» **Data shown**

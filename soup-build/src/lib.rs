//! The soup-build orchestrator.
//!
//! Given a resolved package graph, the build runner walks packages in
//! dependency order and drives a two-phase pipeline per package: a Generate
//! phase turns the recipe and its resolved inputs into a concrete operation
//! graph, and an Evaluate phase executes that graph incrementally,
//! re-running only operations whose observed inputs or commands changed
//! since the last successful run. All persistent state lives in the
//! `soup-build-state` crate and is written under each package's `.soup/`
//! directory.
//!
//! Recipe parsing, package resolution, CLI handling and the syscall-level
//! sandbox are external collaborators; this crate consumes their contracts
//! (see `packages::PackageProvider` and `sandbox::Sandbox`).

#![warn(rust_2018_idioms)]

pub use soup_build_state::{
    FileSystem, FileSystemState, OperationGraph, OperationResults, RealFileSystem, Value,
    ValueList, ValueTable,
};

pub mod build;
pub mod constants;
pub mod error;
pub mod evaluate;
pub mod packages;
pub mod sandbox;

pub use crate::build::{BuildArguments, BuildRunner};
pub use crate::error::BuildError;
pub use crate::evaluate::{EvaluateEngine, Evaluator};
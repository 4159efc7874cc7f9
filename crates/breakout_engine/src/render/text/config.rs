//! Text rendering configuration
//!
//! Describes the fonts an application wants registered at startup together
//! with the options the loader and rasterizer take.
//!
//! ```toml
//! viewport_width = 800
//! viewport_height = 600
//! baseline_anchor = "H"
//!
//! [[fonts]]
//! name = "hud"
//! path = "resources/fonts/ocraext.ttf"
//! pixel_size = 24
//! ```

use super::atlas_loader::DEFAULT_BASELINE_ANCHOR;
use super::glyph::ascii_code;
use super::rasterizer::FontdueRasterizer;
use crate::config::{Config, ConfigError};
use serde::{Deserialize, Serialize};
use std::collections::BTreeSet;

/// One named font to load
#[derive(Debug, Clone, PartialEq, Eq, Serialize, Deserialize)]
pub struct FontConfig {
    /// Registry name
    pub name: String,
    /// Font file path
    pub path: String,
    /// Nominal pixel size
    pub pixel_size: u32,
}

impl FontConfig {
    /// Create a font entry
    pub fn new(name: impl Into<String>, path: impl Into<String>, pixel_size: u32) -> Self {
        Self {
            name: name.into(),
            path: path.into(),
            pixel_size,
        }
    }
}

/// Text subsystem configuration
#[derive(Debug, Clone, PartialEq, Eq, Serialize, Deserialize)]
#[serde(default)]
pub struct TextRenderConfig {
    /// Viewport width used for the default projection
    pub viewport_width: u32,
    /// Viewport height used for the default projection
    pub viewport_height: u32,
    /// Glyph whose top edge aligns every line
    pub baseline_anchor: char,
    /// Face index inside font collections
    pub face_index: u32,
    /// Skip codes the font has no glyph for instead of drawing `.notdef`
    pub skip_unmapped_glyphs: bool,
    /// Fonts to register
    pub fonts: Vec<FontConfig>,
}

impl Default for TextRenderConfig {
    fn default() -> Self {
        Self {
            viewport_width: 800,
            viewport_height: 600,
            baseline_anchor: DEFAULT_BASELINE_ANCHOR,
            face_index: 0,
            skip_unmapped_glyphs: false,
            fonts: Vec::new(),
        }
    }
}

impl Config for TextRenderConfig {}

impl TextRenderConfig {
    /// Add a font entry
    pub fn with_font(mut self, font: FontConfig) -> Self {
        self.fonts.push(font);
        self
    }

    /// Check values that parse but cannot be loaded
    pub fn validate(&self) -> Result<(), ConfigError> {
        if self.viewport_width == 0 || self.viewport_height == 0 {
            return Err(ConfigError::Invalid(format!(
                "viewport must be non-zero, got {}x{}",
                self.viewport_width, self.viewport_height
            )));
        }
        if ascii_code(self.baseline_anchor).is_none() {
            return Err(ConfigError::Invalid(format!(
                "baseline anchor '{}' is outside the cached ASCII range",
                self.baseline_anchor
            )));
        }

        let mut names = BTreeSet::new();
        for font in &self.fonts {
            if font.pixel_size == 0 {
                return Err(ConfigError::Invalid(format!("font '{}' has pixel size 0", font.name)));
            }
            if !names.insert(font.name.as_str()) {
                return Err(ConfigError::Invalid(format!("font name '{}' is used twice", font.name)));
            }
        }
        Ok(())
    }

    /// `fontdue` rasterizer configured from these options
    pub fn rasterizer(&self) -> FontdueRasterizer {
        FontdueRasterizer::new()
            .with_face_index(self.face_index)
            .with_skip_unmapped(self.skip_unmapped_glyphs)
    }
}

* * *

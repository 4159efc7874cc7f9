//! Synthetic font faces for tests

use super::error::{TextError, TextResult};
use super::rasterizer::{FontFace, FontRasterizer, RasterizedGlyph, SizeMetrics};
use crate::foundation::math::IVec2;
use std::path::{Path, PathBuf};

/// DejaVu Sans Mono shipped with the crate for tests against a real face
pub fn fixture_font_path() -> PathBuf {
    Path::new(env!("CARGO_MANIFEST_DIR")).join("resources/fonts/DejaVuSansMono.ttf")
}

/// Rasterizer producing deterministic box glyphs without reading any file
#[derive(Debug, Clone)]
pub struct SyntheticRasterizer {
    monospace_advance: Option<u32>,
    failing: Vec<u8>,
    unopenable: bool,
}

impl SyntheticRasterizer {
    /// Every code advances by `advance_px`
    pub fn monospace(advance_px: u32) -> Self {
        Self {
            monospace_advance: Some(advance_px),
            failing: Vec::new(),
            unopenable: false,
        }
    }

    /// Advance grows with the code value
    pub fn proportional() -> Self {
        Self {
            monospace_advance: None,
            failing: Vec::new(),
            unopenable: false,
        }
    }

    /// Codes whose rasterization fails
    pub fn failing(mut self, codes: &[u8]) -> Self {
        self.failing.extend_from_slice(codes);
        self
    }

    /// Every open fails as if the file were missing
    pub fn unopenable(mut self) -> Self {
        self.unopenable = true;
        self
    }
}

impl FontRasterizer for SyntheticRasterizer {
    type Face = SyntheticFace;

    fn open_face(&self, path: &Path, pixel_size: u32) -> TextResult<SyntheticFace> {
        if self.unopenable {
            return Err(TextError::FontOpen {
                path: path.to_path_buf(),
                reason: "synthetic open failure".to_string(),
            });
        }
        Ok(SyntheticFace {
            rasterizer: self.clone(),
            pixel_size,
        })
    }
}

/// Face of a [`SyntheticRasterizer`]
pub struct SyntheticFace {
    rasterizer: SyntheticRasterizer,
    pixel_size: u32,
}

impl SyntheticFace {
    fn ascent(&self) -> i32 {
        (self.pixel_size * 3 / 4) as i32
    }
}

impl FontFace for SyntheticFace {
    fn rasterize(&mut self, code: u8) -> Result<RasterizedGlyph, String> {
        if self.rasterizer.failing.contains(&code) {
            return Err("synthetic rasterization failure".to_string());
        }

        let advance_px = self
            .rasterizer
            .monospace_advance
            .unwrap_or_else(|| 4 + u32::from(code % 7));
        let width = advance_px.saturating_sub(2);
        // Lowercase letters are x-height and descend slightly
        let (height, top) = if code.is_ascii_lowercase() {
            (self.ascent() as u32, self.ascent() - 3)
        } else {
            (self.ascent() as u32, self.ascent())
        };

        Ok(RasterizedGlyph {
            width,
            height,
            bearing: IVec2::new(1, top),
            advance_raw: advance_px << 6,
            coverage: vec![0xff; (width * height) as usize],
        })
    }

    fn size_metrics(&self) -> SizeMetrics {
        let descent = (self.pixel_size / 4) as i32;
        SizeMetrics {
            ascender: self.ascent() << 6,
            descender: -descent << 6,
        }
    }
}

» **Your task**
Everything above from the line containing "pub use crate::error::BuildError;" down to the line containing "at startup together" should be copied exactly, both end lines included, and nothing else.

» **Finished task**
pub use crate::error::BuildError;
pub use crate::evaluate::{EvaluateEngine, Evaluator};
repository 4159efc7874cc7f9
filename crates/breakout_engine/src/render/text/config.rs
//! Text rendering configuration
//!
//! Describes the fonts an application wants registered at startup together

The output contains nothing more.